» WORK TASK:
The response must consist of the records below, copied exactly.

» EXERCISE INPUT:
========
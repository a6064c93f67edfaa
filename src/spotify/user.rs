use std::time::Duration;

use reqwest::{Client, StatusCode};
use tokio::time::sleep;

use crate::{config, types::UserProfile};

/// Retrieves the profile of the authenticated user.
///
/// The profile `id` is the owner under which converted playlists are
/// created. Implements the same 502 retry logic as the other request paths;
/// other errors are propagated.
pub async fn get_current_user(token: &str) -> Result<UserProfile, reqwest::Error> {
    loop {
        let api_url = format!("{uri}/me", uri = &config::spotify_apiurl());

        let client = Client::new();
        let response = client.get(&api_url).bearer_auth(token).send().await;

        let response = match response {
            Ok(resp) => match resp.error_for_status() {
                Ok(valid_response) => valid_response,
                Err(err) => {
                    if let Some(status) = err.status() {
                        if status == StatusCode::BAD_GATEWAY {
                            sleep(Duration::from_secs(10)).await;
                            continue; // retry
                        }
                    }
                    return Err(err); // propagate other errors
                }
            },
            Err(err) => {
                return Err(err);
            } // network or reqwest error
        };

        let profile = response.json::<UserProfile>().await?;
        return Ok(profile);
    }
}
========
» EXERCISE RESPONSE:
repository a6064c93f67edfaa
filename src/spotify/user.rs
use std::time::Duration;

use reqwest::{Client, StatusCode};
use tokio::time::sleep;

use crate::{config, types::UserProfile};

/// Retrieves the profile of the authenticated user.
///
/// The profile `id` is the owner under which converted playlists are
/// created. Implements the same 502 retry logic as the other request paths;
/// other errors are propagated.
pub async fn get_current_user(token: &str) -> Result<UserProfile, reqwest::Error> {
    loop {
        let api_url = format!("{uri}/me", uri = &config::spotify_apiurl());

        let client = Client::new();
        let response = client.get(&api_url).bearer_auth(token).send().await;

        let response = match response {
            Ok(resp) => match resp.error_for_status() {
                Ok(valid_response) => valid_response,
                Err(err) => {
                    if let Some(status) = err.status() {
                        if status == StatusCode::BAD_GATEWAY {
                            sleep(Duration::from_secs(10)).await;
                            continue; // retry
                        }
                    }
                    return Err(err); // propagate other errors
                }
            },
            Err(err) => {
                return Err(err);
            } // network or reqwest error
        };

        let profile = response.json::<UserProfile>().await?;
        return Ok(profile);
    }
}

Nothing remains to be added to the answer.